Despite the high number of cases registered in the second pandemic wave that occurred from September onwards, the prevalence values found in this study are relatively low, albeit consistent with those observed in other studies conducted in Southern Italy, which observed prevalence values between 4.7% and 5.8% (Napolitano et al. 2021; Cerino et al. 2021; Polvere et al. 2021). The low prevalence observed in the first months of 2020 can be explained by the extensive restrictive measures implemented on the population during the first pandemic wave. On the other hand, the relatively higher values in terms of prevalence and registered cases observed in the second wave may be explained by the fact that the Apulia region was labelled an “orange zone”, meaning that only a few containment measures were implemented. For example, greater levels of intra-regional mobility, school attendance and opening of some commercial activities were allowed than in the red zone, which was more similar to the lockdown imposed during the first wave (Presidenza del Consiglio dei Ministri - Governo Italiano 2020). Furthermore, data from countries that adopted strict lockdown measures indicate a low prevalence in the general population, comparable to those where very light restrictions were adopted (Fiore et al. 2021).

These results highlight that, despite the high number of cases, the majority of the population was still immunologically naïve to the virus, and thus it is not possible to consider that immunity following natural infection led to a sharp reduction in susceptible individuals and slowed the transmission of infection. This is even more evident when considering that only a small proportion (12%) of samples showing IgM and/or IgG antibodies by commercial ELISA had neutralizing antibodies.
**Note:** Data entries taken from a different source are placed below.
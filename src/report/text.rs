//! Plain-text and CSV rendering

use super::{visible_columns, Column};
use crate::agreement::{AgreementContext, BillingModel};
use crate::error::Result;
use crate::proration::{Aggregates, CostedRow, ResultSet};
use chrono::NaiveDate;
use std::fmt::Write as _;
use std::io::Write;

/// Summary block printed above the line item table
#[derive(Debug, Clone)]
pub struct ReportHeader {
    pub date: NaiveDate,
    pub customer_name: String,
    pub billing_model: BillingModel,
    pub months_remaining: f64,
    pub aggregates: Aggregates,
}

impl ReportHeader {
    /// Header dated today
    pub fn new(customer_name: impl Into<String>, ctx: &AgreementContext, result: &ResultSet) -> Self {
        Self {
            date: chrono::Local::now().date_naive(),
            customer_name: customer_name.into(),
            billing_model: result.billing_model(),
            months_remaining: ctx.months_remaining(),
            aggregates: *result.aggregates(),
        }
    }

    pub fn with_date(mut self, date: NaiveDate) -> Self {
        self.date = date;
        self
    }

    /// Label/value pairs of the summary, only those meaningful for the model
    pub fn summary_lines(&self) -> Vec<(&'static str, String)> {
        let agg = &self.aggregates;
        let mut lines = vec![
            ("Date", self.date.format("%Y-%m-%d").to_string()),
            ("Customer Name", self.customer_name.clone()),
            ("Billing Term", self.billing_model.to_string()),
            (
                "Subscription Term Remaining Months",
                format!("{:.2}", self.months_remaining),
            ),
        ];

        match self.billing_model {
            BillingModel::Monthly => {
                lines.push(("Current Monthly Cost", format_money(agg.current_cost)));
            }
            BillingModel::Annual => {
                lines.push(("Current Annual Cost", format_money(agg.current_cost)));
                lines.push(("First Year Co-Termed Cost", format_money(agg.first_year_cost)));
            }
            BillingModel::Prepaid => {
                lines.push(("Current Prepaid Cost", format_money(agg.current_cost)));
                lines.push(("Total Pre-Paid Co-Termed Cost", format_money(agg.prepaid_cost)));
            }
        }
        lines.push(("Updated Annual Cost", format_money(agg.updated_annual_cost)));
        lines.push((
            "Subscription Term Total Service Fee",
            format_money(agg.subscription_term_fee),
        ));
        lines
    }
}

/// Format a dollar amount as `$1,234.56`
pub fn format_money(value: f64) -> String {
    let cents = (value.abs() * 100.0).round() as u64;
    let dollars = (cents / 100).to_string();

    let mut grouped = String::with_capacity(dollars.len() + dollars.len() / 3);
    for (i, ch) in dollars.chars().enumerate() {
        if i > 0 && (dollars.len() - i) % 3 == 0 {
            grouped.push(',');
        }
        grouped.push(ch);
    }

    let sign = if value < 0.0 && cents > 0 { "-" } else { "" };
    format!("{}${}.{:02}", sign, grouped, cents % 100)
}

fn display_cell(column: Column, row: &CostedRow) -> String {
    match column {
        Column::Description => row.description().to_string(),
        _ => match column.amount(row) {
            Some(v) if column.is_money() => format_money(v),
            Some(v) => format!("{}", v),
            None => String::new(),
        },
    }
}

fn csv_cell(column: Column, row: &CostedRow) -> String {
    match column {
        Column::Description => row.description().to_string(),
        _ => match column.amount(row) {
            Some(v) if column.is_money() => format!("{:.2}", v),
            Some(v) => format!("{}", v),
            None => String::new(),
        },
    }
}

/// Render the summary and the line item table as aligned plain text
pub fn render_text(header: &ReportHeader, result: &ResultSet) -> String {
    let columns = visible_columns(result.billing_model());
    let mut out = String::new();

    let _ = writeln!(out, "Co-Terming Cost Report");
    let _ = writeln!(out);
    let label_width = header.summary_lines().iter().map(|(l, _)| l.len()).max().unwrap_or(0);
    for (label, value) in header.summary_lines() {
        let _ = writeln!(out, "{:<width$}  {}", format!("{}:", label), value, width = label_width + 1);
    }
    let _ = writeln!(out);
    let _ = writeln!(out, "Detailed Line Items");

    let cells: Vec<Vec<String>> = result
        .table()
        .map(|row| columns.iter().map(|&c| display_cell(c, row)).collect())
        .collect();

    let widths: Vec<usize> = columns
        .iter()
        .enumerate()
        .map(|(i, c)| {
            cells
                .iter()
                .map(|r| r[i].len())
                .chain(std::iter::once(c.header().len()))
                .max()
                .unwrap_or(0)
        })
        .collect();

    let header_line: Vec<String> = columns
        .iter()
        .zip(&widths)
        .map(|(c, &w)| format!("{:<w$}", c.header(), w = w))
        .collect();
    let _ = writeln!(out, "{}", header_line.join(" | ").trim_end());

    let rule: Vec<String> = widths.iter().map(|&w| "-".repeat(w)).collect();
    let _ = writeln!(out, "{}", rule.join("-+-"));

    for row in &cells {
        let line: Vec<String> = row
            .iter()
            .zip(columns.iter().zip(&widths))
            .map(|(cell, (c, &w))| {
                if c.is_money() || *c == Column::UnitQuantity || *c == Column::AdditionalLicenses {
                    format!("{:>w$}", cell, w = w)
                } else {
                    format!("{:<w$}", cell, w = w)
                }
            })
            .collect();
        let _ = writeln!(out, "{}", line.join(" | ").trim_end());
    }

    out
}

/// Write the visible columns of the table (totals row last) as CSV
pub fn write_csv<W: Write>(result: &ResultSet, writer: W) -> Result<()> {
    let columns = visible_columns(result.billing_model());
    let mut wtr = csv::Writer::from_writer(writer);

    wtr.write_record(columns.iter().map(|c| c.header()))?;
    for row in result.table() {
        wtr.write_record(columns.iter().map(|&c| csv_cell(c, row)))?;
    }
    wtr.flush()?;
    Ok(())
}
The increased prevalence of neutralizing antibody in the second half of the year, reaching the highest value (3.5%) in the last bimester of the year, is still clearly insufficient to provide herd immunity.

SARS-CoV-2 infection elicits an antibody response that predominantly targets the S protein and its RBD (Zhao et al. 2020). In this study, the immune response to SARS-CoV-2 was characterized by means of RBD ELISA and MN assay. Among samples with antibodies against the RBD, 61.1% also exhibited neutralizing antibodies, supporting the fact that antibodies directed against RBD of the S protein are highly neutralizing (Mazzini et al. 2021).

The use of residual samples is a limitation of this study, as it may not be completely representative of the population. Moreover, since not all SARS-CoV-2-infected individuals will develop antibodies or neutralizing antibody titers at detectable levels, our results may represent an underestimation of the proportion of individuals who have been infected with SARS-CoV-2 (den Hartog et al. 2020; Marchi et al. 2021; Milani et al. 2020). On the other hand, the determination of neutralizing antibody using a live SARS-CoV-2 strain may represent a key strength of this study, providing information on previous exposure to SARS-CoV-2 as well as on immunity to the virus.

To our knowledge, very few studies have considered the entire year of 2020, the pandemic year in the pre-vaccination era (Marchi et al. 2022; Eskild et al. 2022; Charlton et al. 2021). This study contributes to outlining the epidemiological and immunological situation of the SARS-CoV-2 pandemic in Italy in relation to the spread of the virus and the effects of the containment measures undertaken during the first year of the pandemic.